Q3 2025 GVS SpA Earnings Call Transcript

Nov 12, 2025 / 03:00PM GMT
Release Date Price: €13.97

Key Points

Positve
  • Healthcare and Life Science division experienced a growth of 4.8%, excluding FX impacts.
  • Adjusted EBITDA margin improved to nearly 25%, showing a positive trend compared to the previous year.
  • Safety division maintained a stable growth trajectory with an 8.5% increase, excluding FX impacts.
  • The company completed the transfer of production machinery to its Mexico plant, enhancing operational independence.
  • New hydrogen membrane production line is fully operational, with products being sent for customer validation.
Negative
  • Energy Mobility division faced a significant decline with a 10.8% decrease in sales.
  • Negative FX impacts resulted in a EUR6.9 million loss, affecting overall financial performance.
  • US dialysis business experienced a volume loss of EUR7.9 million, continuing a negative trend.
  • Net financial position showed a leverage ratio increase to 2.5, influenced by M&A and buyback activities.
  • Working capital trends were negative, with a EUR20 million impact, though expected to recover by year-end.
Operator

Good afternoon.

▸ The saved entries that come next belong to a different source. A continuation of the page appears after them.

impl RaftState {
    pub fn new(id: NodeId, group: Option<String>) -> Self {
        Self {
            id,
            group,
            role: NodeState::Follower,
            term: 0,
            leader: None,
            leader_confirmed: false,
            voted_for: None,
            votes: HashMap::new(),
            groups: HashMap::new(),
            progress: BTreeMap::new(),
            inflight: HashSet::new(),
            commit: -1,
            applied: -1,
            last_index: -1,
            last_term: 0,
            term_start: None,
            established: false,
            last_contact: Instant::now(),
        }
    }

    pub fn status(&self) -> NodeStatus {
        NodeStatus {
            id: self.id,
            role: self.role,
            term: self.term,
            leader: self.leader,
            followers: self.progress.keys().copied().collect(),
            last_index: self.last_index,
            commit: self.commit,
            applied: self.applied,
        }
    }

    /// the parts of the state whose change is announced as a `Change` event
    pub fn shape(&self) -> (NodeState, Term, Option<NodeId>, usize) {
        (self.role, self.term, self.leader, self.progress.len())
    }

    pub fn is_leader_in(&self, term: Term) -> bool {
        self.role == NodeState::Leader && self.term == term
    }

    pub fn touch(&mut self) {
        self.last_contact = Instant::now();
    }

    pub fn set_tail(&mut self, last_index: Seq, last_term: Term) {
        self.last_index = last_index;
        self.last_term = last_term;
    }

    pub fn voter(&self) -> Voter {
        Voter::new(self.id, self.group.clone())
    }

    // -- roles --

    pub fn become_follower(&mut self, term: Term, leader: Option<NodeId>) {
        if term > self.term {
            self.voted_for = None;
        }
        self.term = term;
        self.role = NodeState::Follower;
        self.leader = leader;
        self.leader_confirmed = leader.is_some();
        self.votes.clear();
        self.progress.clear();
        self.inflight.clear();
        self.term_start = None;
        self.established = false;
    }

    /// become a candidate in a fresh term that outranks the log, voting for self
    pub fn start_election(&mut self) -> Term {
        self.term = self.term.max(self.last_term) + 1;
        self.role = NodeState::Candidate;
        self.leader = None;
        self.leader_confirmed = false;
        self.voted_for = Some(self.id);
        self.progress.clear();
        self.inflight.clear();
        self.term_start = None;
        self.established = false;
        self.votes.clear();
        self.votes.insert(self.id, self.group.clone());
        self.touch();
        self.term
    }

    /// take over replication; `next = last + 1` and `match = -1` for every peer
    ///
    /// a log with nothing past the known commit index needs no no-op entry
    pub fn become_leader(&mut self, peers: impl IntoIterator<Item = NodeId>) {
        self.role = NodeState::Leader;
        self.leader = Some(self.id);
        self.leader_confirmed = true;
        self.votes.clear();
        self.inflight.clear();
        self.term_start = None;
        self.established = self.commit >= self.last_index;
        let next = self.last_index + 1;
        self.progress = peers.into_iter().map(|p| (p, Progress::new(next))).collect();
    }

    // -- votes --

    /// decide a vote request; the boolean is whether the vote is granted
    pub fn handle_vote_request(
        &mut self,
        from: NodeId,
        term: Term,
        prev_term: Term,
        prev_index: Seq,
    ) -> Result<bool> {
        if prev_index < -1 {
            return Err(RaftError::Malformed(format!("prev_index {prev_index}")));
        }
        if term == self.term && self.leader == Some(from) {
            self.touch();
            return Ok(true);
        }
        if term > self.term {
            self.become_follower(term, None);
        }
        if term < self.last_term || term < self.term {
            return Ok(false);
        }
        if self.leader.is_some() || self.voted_for.is_some_and(|v| v != from) {
            return Ok(false);
        }
        let up_to_date = prev_term > self.last_term
            || (prev_term == self.last_term && prev_index >= self.last_index);
        if !up_to_date {
            return Ok(false);
        }

        self.role = NodeState::Follower;
        self.leader = Some(from);
        self.leader_confirmed = false;
        self.voted_for = Some(from);
        self.votes.clear();
        self.progress.clear();
        self.inflight.clear();
        self.touch();
        Ok(true)
    }

    /// count a vote reply; true once the votes reach quorum
    pub fn record_vote(
        &mut self,
        from: NodeId,
        term: Term,
        granted: bool,
        group: Option<String>,
        quorum: &Quorum,
        cluster_size: usize,
    ) -> bool {
        self.groups.insert(from, group.clone());
        if !granted || self.role != NodeState::Candidate || self.term != term {
            return false;
        }
        self.votes.insert(from, group);
        self.has_quorum(quorum, cluster_size)
    }

    pub fn has_quorum(&self, quorum: &Quorum, cluster_size: usize) -> bool {
        let voters: Vec<Voter> = self
            .votes
            .iter()
            .map(|(id, group)| Voter::new(*id, group.clone()))
            .collect();
        quorum.is_satisfied(&voters, cluster_size)
    }

    // -- follower side --

    /// admit an append from `from`, adopting newer terms and new leaders
    ///
    /// an append in the current term comes from that term's only leader, so
    /// it replaces a candidate this node merely voted for
    pub fn accept_append(&mut self, from: NodeId, term: Term) -> Result<(), ErrorCode> {
        if term < self.term {
            return Err(ErrorCode::StaleTerm);
        }
        if term > self.term {
            self.become_follower(term, Some(from));
        } else {
            match self.role {
                NodeState::Leader => return Err(ErrorCode::LeaderMismatch),
                NodeState::Candidate => self.become_follower(term, Some(from)),
                NodeState::Follower => match self.leader {
                    Some(leader) if leader != from && self.leader_confirmed => {
                        return Err(ErrorCode::LeaderMismatch)
                    }
                    _ => {
                        self.leader = Some(from);
                        self.leader_confirmed = true;
                    }
                },
            }
        }
        self.touch();
        Ok(())
    }

    /// adopt the leader's commit index, capped at what this append verified
    pub fn follow_commit(&mut self, leader_commit: Seq, verified: Seq) -> Option<Seq> {
        let commit = leader_commit.min(verified);
        if commit > self.commit {
            self.commit = commit;
            Some(commit)
        } else {
            None
        }
    }

    // -- leader side --

    /// account for entries appended to the local log in `term`
    pub fn record_append(&mut self, first: Seq, last: Seq, term: Term) {
        self.last_index = last;
        self.last_term = term;
        if self.is_leader_in(term) {
            self.term_start.get_or_insert(first);
        }
    }

    pub fn ack(&mut self, peer: NodeId, seq: Seq) {
        if let Some(p) = self.progress.get_mut(&peer) {
            p.matched = p.matched.max(seq);
            p.next = seq + 1;
            p.mismatches = 0;
        }
    }

    /// step a follower's cursor back after a mismatch
    ///
    /// one index at a time, or straight to the follower's hinted tail when
    /// that is lower; after `max_scan` misses in a row start over from 0
    pub fn mismatch(&mut self, peer: NodeId, hint: Option<Seq>, max_scan: usize) {
        let Some(p) = self.progress.get_mut(&peer) else {
            return;
        };
        p.mismatches += 1;
        if p.mismatches >= max_scan {
            p.next = 0;
            p.mismatches = 0;
            return;
        }
        let mut next = p.next - 1;
        if let Some(hint) = hint {
            next = next.min(hint + 1);
        }
        p.next = next.max(0);
    }

    /// recompute the commit index; `Some` when it advanced
    ///
    /// only indexes from this leader's own term are committed directly
    pub fn advance_commit(&mut self, quorum: &Quorum, cluster_size: usize) -> Option<Seq> {
        if self.role != NodeState::Leader {
            return None;
        }
        let start = self.term_start?;
        let followers: Vec<(Voter, Seq)> = self
            .progress
            .iter()
            .map(|(id, p)| {
                let group = self.groups.get(id).cloned().flatten();
                (Voter::new(*id, group), p.matched)
            })
            .collect();
        let candidate = quorum.commit_index(&self.voter(), self.last_index, &followers, cluster_size)?;
        if candidate > self.commit && candidate >= start {
            self.commit = candidate;
            self.established = true;
            Some(candidate)
        } else {
            None
        }
    }
}
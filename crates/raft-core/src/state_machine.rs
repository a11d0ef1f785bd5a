//! # state_machine
//!
//! why: let applications consume the agreed-upon sequence of commands
//! relations: driven by apply.rs, queried by client.rs reads
//! what: StateMachine trait

use async_trait::async_trait;

use crate::error::Result;
use crate::Seq;

/// Application state built from committed entries
///
/// implementations that never suspend simply do not await. a new leader's
/// no-op entry is delivered as an empty payload.
#[async_trait]
pub trait StateMachine: Send + Sync + 'static {
    /// apply committed payloads in order; `start` is the index of the first
    ///
    /// returns one result per payload; missing results are treated as empty
    async fn apply(&self, payloads: &[Vec<u8>], start: Seq) -> Result<Vec<Vec<u8>>>;

    /// answer a query against the applied state
    async fn read(&self, cmd: &[u8]) -> Result<Vec<u8>>;
}
pub mod direction;
pub mod handler;

pub use direction::Movement;
pub use handler::{handle_key, is_valid_control_input, key_to_token, KeyAction};
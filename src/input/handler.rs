use crossterm::event::{KeyCode, KeyEventKind};

use crate::input::direction::Movement;

/// What the terminal front-end should do with a key event.
#[derive(Debug, Clone, Copy, PartialEq, Eq)]
pub enum KeyAction {
    Move(&'static str),
    Restart,
    Quit,
    Ignore,
}

/// Accepted console controls: A, S, D, W and space.
pub fn is_valid_control_input(input: &str) -> bool {
    matches!(input, "A" | "S" | "D" | "W" | " ")
}

/// Maps a key to its move token. Space and Enter drop the piece one row.
pub fn key_to_token(code: KeyCode) -> Option<&'static str> {
    let movement = match code {
        KeyCode::Left => Movement::Left,
        KeyCode::Right => Movement::Right,
        KeyCode::Down | KeyCode::Enter => Movement::Down,
        KeyCode::Up => Movement::Rotate,
        KeyCode::Char(' ') => Movement::Down,
        KeyCode::Char(c) => Movement::from_token(c.encode_utf8(&mut [0; 4]))?,
        _ => return None,
    };
    Some(movement.token())
}

pub fn handle_key(code: KeyCode, kind: KeyEventKind) -> KeyAction {
    if kind == KeyEventKind::Release {
        return KeyAction::Ignore;
    }

    match code {
        KeyCode::Esc | KeyCode::Char('q') | KeyCode::Char('Q') => KeyAction::Quit,
        KeyCode::Char('r') | KeyCode::Char('R') => KeyAction::Restart,
        _ => key_to_token(code).map_or(KeyAction::Ignore, KeyAction::Move),
    }
}
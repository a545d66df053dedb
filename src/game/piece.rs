#[derive(Clone, Copy, Debug, PartialEq, Eq, Hash)]
pub enum ShapeKind {
    Square,
    Line,
    L,
    T,
    J,
    Z,
    S,
}

impl ShapeKind {
    pub const ALL: [ShapeKind; 7] = [
        ShapeKind::Square,
        ShapeKind::Line,
        ShapeKind::L,
        ShapeKind::T,
        ShapeKind::J,
        ShapeKind::Z,
        ShapeKind::S,
    ];
}

/// An immutable `height x width` occupancy matrix tagged with its kind.
///
/// Rotation produces a new piece; the receiver is never modified.
#[derive(Clone, Debug, PartialEq, Eq)]
pub struct Piece {
    kind: ShapeKind,
    shape: Vec<Vec<bool>>,
}

impl Piece {
    /// Builds a piece from a non-empty rectangular matrix.
    pub(crate) fn from_shape(kind: ShapeKind, shape: Vec<Vec<bool>>) -> Self {
        debug_assert!(!shape.is_empty() && !shape[0].is_empty());
        debug_assert!(shape.iter().all(|row| row.len() == shape[0].len()));
        Self { kind, shape }
    }

    pub fn kind(&self) -> ShapeKind {
        self.kind
    }

    pub fn shape(&self) -> &[Vec<bool>] {
        &self.shape
    }

    pub fn width(&self) -> usize {
        self.shape.first().map_or(0, Vec::len)
    }

    pub fn height(&self) -> usize {
        self.shape.len()
    }

    /// Clockwise 90° rotation: cell `[i][j]` moves to `[j][new_width - 1 - i]`.
    pub fn rotate(&self) -> Self {
        let new_height = self.width();
        let new_width = self.height();
        let mut new_shape = vec![vec![false; new_width]; new_height];

        for (i, row) in self.shape.iter().enumerate() {
            for (j, &cell) in row.iter().enumerate() {
                new_shape[j][new_width - 1 - i] = cell;
            }
        }

        Self {
            kind: self.kind,
            shape: new_shape,
        }
    }

    /// Occupied cells as `(row, column)` offsets from the top-left anchor,
    /// row-major.
    pub fn blocks(&self) -> impl Iterator<Item = (usize, usize)> + '_ {
        self.shape.iter().enumerate().flat_map(|(i, row)| {
            row.iter()
                .enumerate()
                .filter(|(_, cell)| **cell)
                .map(move |(j, _)| (i, j))
        })
    }
}
pub mod board;
pub mod catalog;
pub mod piece;
pub mod playfield;
pub mod state;

pub use board::{Cell, Grid, RenderedGrid};
pub use catalog::{create_figure, create_random_figure};
pub use piece::{Piece, ShapeKind};
pub use playfield::{CollisionType, GameState, Playfield, Position};
pub use state::GameSession;
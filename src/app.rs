use anyhow::Result;
use tracing::info;

use gridfall::input::KeyAction;
use gridfall::{GameSession, RenderedGrid};

use crate::config::Config;

pub struct App {
    pub session: GameSession,
    pub grid: RenderedGrid,
    pub game_over: bool,
    pub should_quit: bool,
    config: Config,
}

impl App {
    pub fn new(config: Config) -> Result<Self> {
        let mut session = new_session(&config)?;
        let grid = session.start_game();
        let game_over = session.is_game_over() || grid.is_game_over_banner();
        Ok(Self {
            session,
            grid,
            game_over,
            should_quit: false,
            config,
        })
    }

    pub fn handle(&mut self, action: KeyAction) -> Result<()> {
        match action {
            KeyAction::Quit => self.should_quit = true,
            KeyAction::Restart => self.restart()?,
            // Controls are disabled once the game has ended
            KeyAction::Move(_) if self.game_over => {}
            KeyAction::Move(token) => {
                self.grid = self.session.move_figure(token);
                if self.session.is_game_over() || self.grid.is_game_over_banner() {
                    info!(score = self.session.score(), "game over");
                    self.game_over = true;
                }
            }
            KeyAction::Ignore => {}
        }
        Ok(())
    }

    fn restart(&mut self) -> Result<()> {
        self.session = new_session(&self.config)?;
        self.grid = self.session.start_game();
        self.game_over = false;
        Ok(())
    }
}

fn new_session(config: &Config) -> Result<GameSession> {
    let session = match config.seed {
        Some(seed) => GameSession::seeded(config.rows, config.columns, seed)?,
        None => GameSession::new(config.rows, config.columns)?,
    };
    Ok(session)
}
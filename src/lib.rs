//! Falling-block puzzle engine.
//!
//! The engine owns the grid, the falling piece, collision, rotation,
//! row clearing and scoring. Presentation layers drive a [`GameSession`]
//! with move tokens and draw the [`RenderedGrid`] it hands back.

pub mod constants;
pub mod error;
pub mod game;
pub mod input;

pub use error::GameError;
pub use game::{
    create_figure, create_random_figure, Cell, CollisionType, GameSession, GameState, Grid,
    Piece, Playfield, Position, RenderedGrid, ShapeKind,
};
pub use input::Movement;
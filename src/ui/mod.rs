pub mod renderer;

pub use renderer::ui;
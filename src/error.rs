use thiserror::Error;

#[derive(Debug, Clone, Copy, PartialEq, Eq, Error)]
pub enum GameError {
    #[error("invalid grid dimensions {rows}x{columns}: both must be positive")]
    InvalidDimensions { rows: usize, columns: usize },
}
#[derive(Debug, Clone, Copy, PartialEq, Eq, Hash)]
pub enum Movement {
    Left,
    Right,
    Down,
    Rotate,
}

impl Movement {
    /// Maps a move token to a direction. Tokens are case-insensitive;
    /// anything other than A, D, S or W yields `None`.
    pub fn from_token(token: &str) -> Option<Self> {
        match token.to_ascii_uppercase().as_str() {
            "A" => Some(Movement::Left),
            "D" => Some(Movement::Right),
            "S" => Some(Movement::Down),
            "W" => Some(Movement::Rotate),
            _ => None,
        }
    }

    pub fn token(self) -> &'static str {
        match self {
            Movement::Left => "A",
            Movement::Right => "D",
            Movement::Down => "S",
            Movement::Rotate => "W",
        }
    }

    /// `(row, column)` step for translating moves.
    pub(crate) fn offset(self) -> (i32, i32) {
        match self {
            Movement::Left => (0, -1),
            Movement::Right => (0, 1),
            Movement::Down => (1, 0),
            Movement::Rotate => (0, 0),
        }
    }
}
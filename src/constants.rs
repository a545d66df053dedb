pub const DEFAULT_ROWS: usize = 10;
pub const DEFAULT_COLUMNS: usize = 10;

// Flat bonus per cleared row, no multipliers
pub const LINE_CLEAR_BONUS: u32 = 10;

// Game-over banner: always 10x10 with the marker on row 4, columns 3..=6
pub const GAME_OVER_ROWS: usize = 10;
pub const GAME_OVER_COLUMNS: usize = 10;
pub const GAME_OVER_MARKER_ROW: usize = 4;
pub const GAME_OVER_MARKER_COLUMNS: std::ops::RangeInclusive<usize> = 3..=6;

// Console glyphs
pub const FILLED_GLYPH: &str = "🟦";
pub const EMPTY_GLYPH: &str = "⬜";
pub const GAME_OVER_GLYPH: &str = "X";
use std::env;
use std::path::PathBuf;

use anyhow::{Context, Result};

use gridfall::constants::{DEFAULT_COLUMNS, DEFAULT_ROWS};

#[derive(Debug, Clone)]
pub struct Config {
    pub rows: usize,
    pub columns: usize,
    /// Fixed seed for a reproducible piece sequence
    pub seed: Option<u64>,
    /// Log destination; logging stays off without one since the terminal is in raw mode
    pub log_file: Option<PathBuf>,
}

impl Config {
    pub fn from_env() -> Result<Self> {
        let rows = env::var("GRIDFALL_ROWS")
            .unwrap_or_else(|_| DEFAULT_ROWS.to_string())
            .parse::<usize>()
            .context("GRIDFALL_ROWS must be a positive number")?;
        let columns = env::var("GRIDFALL_COLUMNS")
            .unwrap_or_else(|_| DEFAULT_COLUMNS.to_string())
            .parse::<usize>()
            .context("GRIDFALL_COLUMNS must be a positive number")?;
        let seed = env::var("GRIDFALL_SEED")
            .ok()
            .map(|s| s.parse::<u64>())
            .transpose()
            .context("GRIDFALL_SEED must be an unsigned 64-bit number")?;
        let log_file = env::var_os("GRIDFALL_LOG").map(PathBuf::from);

        Ok(Self {
            rows,
            columns,
            seed,
            log_file,
        })
    }
}
use std::{fs::File, io::stdout, sync::Mutex, time::Duration};

use anyhow::{Context, Result};
use crossterm::{
    event::{self, Event, KeyEvent},
    execute,
    terminal::{self, EnterAlternateScreen, LeaveAlternateScreen},
};
use ratatui::{backend::CrosstermBackend, Terminal};
use tracing_subscriber::EnvFilter;

mod app;
mod config;
mod ui;

use app::App;
use config::Config;
use gridfall::input::handle_key;
use ui::ui;

fn init_logging(config: &Config) -> Result<()> {
    let Some(path) = &config.log_file else {
        return Ok(());
    };
    let file = File::create(path)
        .with_context(|| format!("failed to open log file {}", path.display()))?;
    tracing_subscriber::fmt()
        .with_env_filter(
            EnvFilter::try_from_default_env().unwrap_or_else(|_| EnvFilter::new("info")),
        )
        .with_ansi(false)
        .with_writer(Mutex::new(file))
        .init();
    Ok(())
}

fn main() -> Result<()> {
    let config = Config::from_env()?;
    init_logging(&config)?;
    let mut app = App::new(config)?;

    // Setup terminal
    terminal::enable_raw_mode().context("failed to enable raw mode")?;
    let mut stdout = stdout();
    execute!(stdout, EnterAlternateScreen)?;

    let backend = CrosstermBackend::new(stdout);
    let mut terminal = Terminal::new(backend)?;

    let result = run(&mut terminal, &mut app);

    // Cleanup
    terminal::disable_raw_mode()?;
    execute!(terminal.backend_mut(), LeaveAlternateScreen)?;
    terminal.show_cursor()?;

    result?;
    println!("Final score: {}", app.session.score());
    Ok(())
}

fn run(terminal: &mut Terminal<CrosstermBackend<std::io::Stdout>>, app: &mut App) -> Result<()> {
    while !app.should_quit {
        terminal.draw(|f| ui(f, app))?;

        // Gravity is not simulated; the loop only reacts to keys
        if event::poll(Duration::from_millis(250))? {
            if let Event::Key(KeyEvent { code, kind, .. }) = event::read()? {
                app.handle(handle_key(code, kind))?;
            }
        }
    }
    Ok(())
}
//! Discovery of the addresses a development certificate has to cover.
//!
//! The certificate is always valid for `localhost` and `127.0.0.1`, plus
//! every non-loopback IPv4 address assigned to one of the host's interfaces
//! so that other devices on the LAN can reach the server by IP.

use std::fmt;
use std::io;
use std::net::{IpAddr, Ipv4Addr};

use log::{debug, info};

use super::error::{BootstrapError, Result};

/// DNS name embedded in every generated certificate.
pub const LOCALHOST: &str = "localhost";

/// Read-only view of the host's interface/address table.
pub trait InterfaceTable {
    /// Names of all interfaces, in the order the OS reports them.
    fn interface_names(&self) -> io::Result<Vec<String>>;

    /// Addresses assigned to a single interface.
    fn addresses(&self, interface: &str) -> io::Result<Vec<IpAddr>>;
}

/// Names and addresses a certificate asserts it is valid for.
#[derive(Debug, Clone, PartialEq, Eq)]
pub struct IdentitySet {
    dns_names: Vec<String>,
    ips: Vec<Ipv4Addr>,
}

impl IdentitySet {
    /// Identity set containing only `localhost` / `127.0.0.1`.
    pub fn loopback() -> Self {
        Self {
            dns_names: vec![LOCALHOST.to_string()],
            ips: vec![Ipv4Addr::LOCALHOST],
        }
    }

    pub fn dns_names(&self) -> &[String] {
        &self.dns_names
    }

    pub fn ips(&self) -> &[Ipv4Addr] {
        &self.ips
    }

    fn push(&mut self, ip: Ipv4Addr) {
        self.ips.push(ip);
    }
}

impl fmt::Display for IdentitySet {
    fn fmt(&self, f: &mut fmt::Formatter<'_>) -> fmt::Result {
        let ips: Vec<String> = self.ips.iter().map(ToString::to_string).collect();
        write!(f, "[{}]", ips.join(" "))
    }
}

/// Build the identity set from an interface table.
///
/// Only a failure of the top-level listing is an error. An interface whose
/// addresses cannot be read is skipped and the rest are still examined.
pub fn discover(table: &impl InterfaceTable) -> Result<IdentitySet> {
    let names = table
        .interface_names()
        .map_err(BootstrapError::InterfaceEnumeration)?;

    let mut identities = IdentitySet::loopback();
    for name in &names {
        let addrs = match table.addresses(name) {
            Ok(addrs) => addrs,
            Err(e) => {
                debug!("Skipping interface {name}: {e}");
                continue;
            }
        };
        for addr in addrs {
            if let IpAddr::V4(v4) = addr
                && !v4.is_loopback()
            {
                identities.push(v4);
            }
        }
    }

    info!("Certificate will be valid for the following IPs: {identities}");
    Ok(identities)
}

/// Interface an address entry belongs to. IPv4 aliases are reported under
/// their label (`eth0:1`) but are assigned to the base interface.
#[cfg_attr(not(unix), allow(dead_code))]
fn base_interface(entry_name: &str) -> &str {
    entry_name
        .split_once(':')
        .map_or(entry_name, |(base, _)| base)
}

/// The operating system's interface table.
#[derive(Debug, Default, Clone, Copy)]
pub struct SystemInterfaces;

cfg_if::cfg_if! {
    if #[cfg(unix)] {
        impl InterfaceTable for SystemInterfaces {
            fn interface_names(&self) -> io::Result<Vec<String>> {
                let interfaces = nix::net::if_::if_nameindex()?;
                Ok(interfaces
                    .iter()
                    .map(|iface| iface.name().to_string_lossy().into_owned())
                    .collect())
            }

            fn addresses(&self, interface: &str) -> io::Result<Vec<IpAddr>> {
                use std::net::{SocketAddrV4, SocketAddrV6};

                let mut addrs = Vec::new();
                for entry in nix::ifaddrs::getifaddrs()? {
                    if base_interface(&entry.interface_name) != interface {
                        continue;
                    }
                    let Some(storage) = entry.address else {
                        continue;
                    };
                    if let Some(sin) = storage.as_sockaddr_in() {
                        addrs.push(IpAddr::V4(*SocketAddrV4::from(*sin).ip()));
                    } else if let Some(sin6) = storage.as_sockaddr_in6() {
                        addrs.push(IpAddr::V6(*SocketAddrV6::from(*sin6).ip()));
                    }
                }
                Ok(addrs)
            }
        }
    } else {
        impl InterfaceTable for SystemInterfaces {
            fn interface_names(&self) -> io::Result<Vec<String>> {
                log::warn!("Interface enumeration not supported on this platform, using loopback only");
                Ok(Vec::new())
            }

            fn addresses(&self, _interface: &str) -> io::Result<Vec<IpAddr>> {
                Ok(Vec::new())
            }
        }
    }
}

This is the Chorus Call conference operator. Welcome, and thank you for joining the GVS nine Months 2025 Results Conference Call. At this time, I would like to turn the conference over to Mr. Massimo Scagliarini, CEO.Please go ahead, sir.

Massimo Scagliarini
GVS SpA - Chief Executive Officer, Executive Director

Thank you, very much. Good afternoon and good morning, and welcome to the nine months 2025 results presentation of the GVS Group. A quick snapshot on the main number. Healthcare and Life Science, a nice growth of 4.8%, excluding FX and the US dialysis and safety revenues plus 8.5% year-on-year, so nice speed of both division.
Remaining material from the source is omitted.